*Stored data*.
::::::::
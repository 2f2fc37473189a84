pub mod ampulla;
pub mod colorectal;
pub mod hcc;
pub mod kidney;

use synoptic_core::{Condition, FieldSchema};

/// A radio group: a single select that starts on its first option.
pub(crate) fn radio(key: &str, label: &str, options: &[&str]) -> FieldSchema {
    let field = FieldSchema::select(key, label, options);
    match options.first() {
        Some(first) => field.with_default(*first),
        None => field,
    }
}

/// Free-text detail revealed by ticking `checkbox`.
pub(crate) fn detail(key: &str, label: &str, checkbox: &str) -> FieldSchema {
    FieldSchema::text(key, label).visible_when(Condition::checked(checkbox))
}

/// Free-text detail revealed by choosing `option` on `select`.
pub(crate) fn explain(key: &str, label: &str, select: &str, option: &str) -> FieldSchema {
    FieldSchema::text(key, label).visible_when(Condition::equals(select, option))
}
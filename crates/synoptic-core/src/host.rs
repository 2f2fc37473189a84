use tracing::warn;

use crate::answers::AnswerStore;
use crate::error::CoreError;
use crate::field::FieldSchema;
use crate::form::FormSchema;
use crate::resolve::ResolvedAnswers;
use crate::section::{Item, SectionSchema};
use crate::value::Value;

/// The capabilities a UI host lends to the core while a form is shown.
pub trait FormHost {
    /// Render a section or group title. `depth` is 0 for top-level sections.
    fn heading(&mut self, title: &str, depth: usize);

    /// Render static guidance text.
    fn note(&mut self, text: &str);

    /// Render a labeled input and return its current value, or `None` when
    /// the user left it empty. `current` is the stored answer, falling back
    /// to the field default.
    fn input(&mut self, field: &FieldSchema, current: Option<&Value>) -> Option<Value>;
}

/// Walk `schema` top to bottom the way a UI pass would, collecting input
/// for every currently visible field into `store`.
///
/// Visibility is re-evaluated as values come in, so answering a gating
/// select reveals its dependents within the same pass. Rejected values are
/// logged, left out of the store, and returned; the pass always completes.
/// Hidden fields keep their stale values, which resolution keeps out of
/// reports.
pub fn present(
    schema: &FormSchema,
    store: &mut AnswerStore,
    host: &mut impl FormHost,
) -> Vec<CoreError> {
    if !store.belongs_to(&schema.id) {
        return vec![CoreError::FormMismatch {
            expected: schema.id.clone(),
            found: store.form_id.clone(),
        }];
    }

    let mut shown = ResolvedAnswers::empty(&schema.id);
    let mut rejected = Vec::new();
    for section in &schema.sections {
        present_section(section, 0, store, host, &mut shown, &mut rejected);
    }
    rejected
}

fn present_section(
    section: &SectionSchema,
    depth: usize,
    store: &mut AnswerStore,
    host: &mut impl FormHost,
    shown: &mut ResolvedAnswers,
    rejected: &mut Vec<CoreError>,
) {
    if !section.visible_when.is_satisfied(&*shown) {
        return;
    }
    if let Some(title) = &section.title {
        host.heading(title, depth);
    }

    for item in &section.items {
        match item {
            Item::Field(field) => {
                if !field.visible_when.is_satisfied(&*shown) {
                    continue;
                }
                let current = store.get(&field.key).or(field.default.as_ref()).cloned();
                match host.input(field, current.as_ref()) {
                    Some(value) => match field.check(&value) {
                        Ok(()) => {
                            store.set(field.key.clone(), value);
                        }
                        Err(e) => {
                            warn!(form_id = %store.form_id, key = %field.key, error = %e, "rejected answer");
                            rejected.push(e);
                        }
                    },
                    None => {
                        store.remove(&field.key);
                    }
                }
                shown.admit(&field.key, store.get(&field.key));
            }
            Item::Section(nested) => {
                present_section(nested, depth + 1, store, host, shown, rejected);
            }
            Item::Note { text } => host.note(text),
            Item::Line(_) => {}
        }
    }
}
::::::::
*Exercise brief*. All lines in the preceding records that hold the word "group" need to be copied.

*Response box*.
/// A radio group: a single select that starts on its first option.
    /// Render a section or group title. `depth` is 0 for top-level sections.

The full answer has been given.